The tourism industry on the Cayman Islands caters to divers, with many resorts and condominium complexes having in-house diving operations offering course work, daily excursions, scuba equipment sales and rentals.

==Grand Cayman==

The diving on Grand Cayman is divided roughly into 4 areas; Seven Mile Beach and the Northwest Point, The North Wall, The South Side, and The East End, with 245 dive sites. Due to the prevailing southeast winds, it is rare to dive the South Side dive sites, though it is possible. Popular dive sites include the Kittiwake, which is located on the northwestern tip of Seven Mile Beach, and the 12-foot divesite of Stingray City.

Visibility is exceptionally good due to the island's geography. There is very little runoff of silt or fertilizers from the land, and the steep walls result in the reefs being unusually close to deep ocean water.

Marine life in Grand Cayman includes tarpon, silversides, French angelfish, and Barrel Sponges, among others.

==Cayman Brac and Little Cayman==

Both of the 'sister islands' are thin strips of land lying roughly east to west, and the diving is divided between the north and south sides.
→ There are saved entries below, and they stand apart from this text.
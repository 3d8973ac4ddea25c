//! Shared utilities.

pub mod clock;
pub mod format;
pub mod telemetry;

pub use clock::*;
pub use format::*;
pub use telemetry::*;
Because of the prevailing southeast winds, it is rare to dive on the south side of these islands. Cayman Brac features over 50 dive sites. The MV Capt. Keith Tibbets, the only Russian warship available to divers in the Western hemisphere, is located on Cayman Brac. Cayman Brac also has an additional 11 dive sites reachable by shore. On Little Cayman, 'Bloody Bay Wall' and 'Jackson Bay' are dive destinations. Little Cayman features shallow dives as low at 20 feet and as deep as 6,000 feet. They are both situated on the north side of the island and are not accessible year-round because of weather conditions.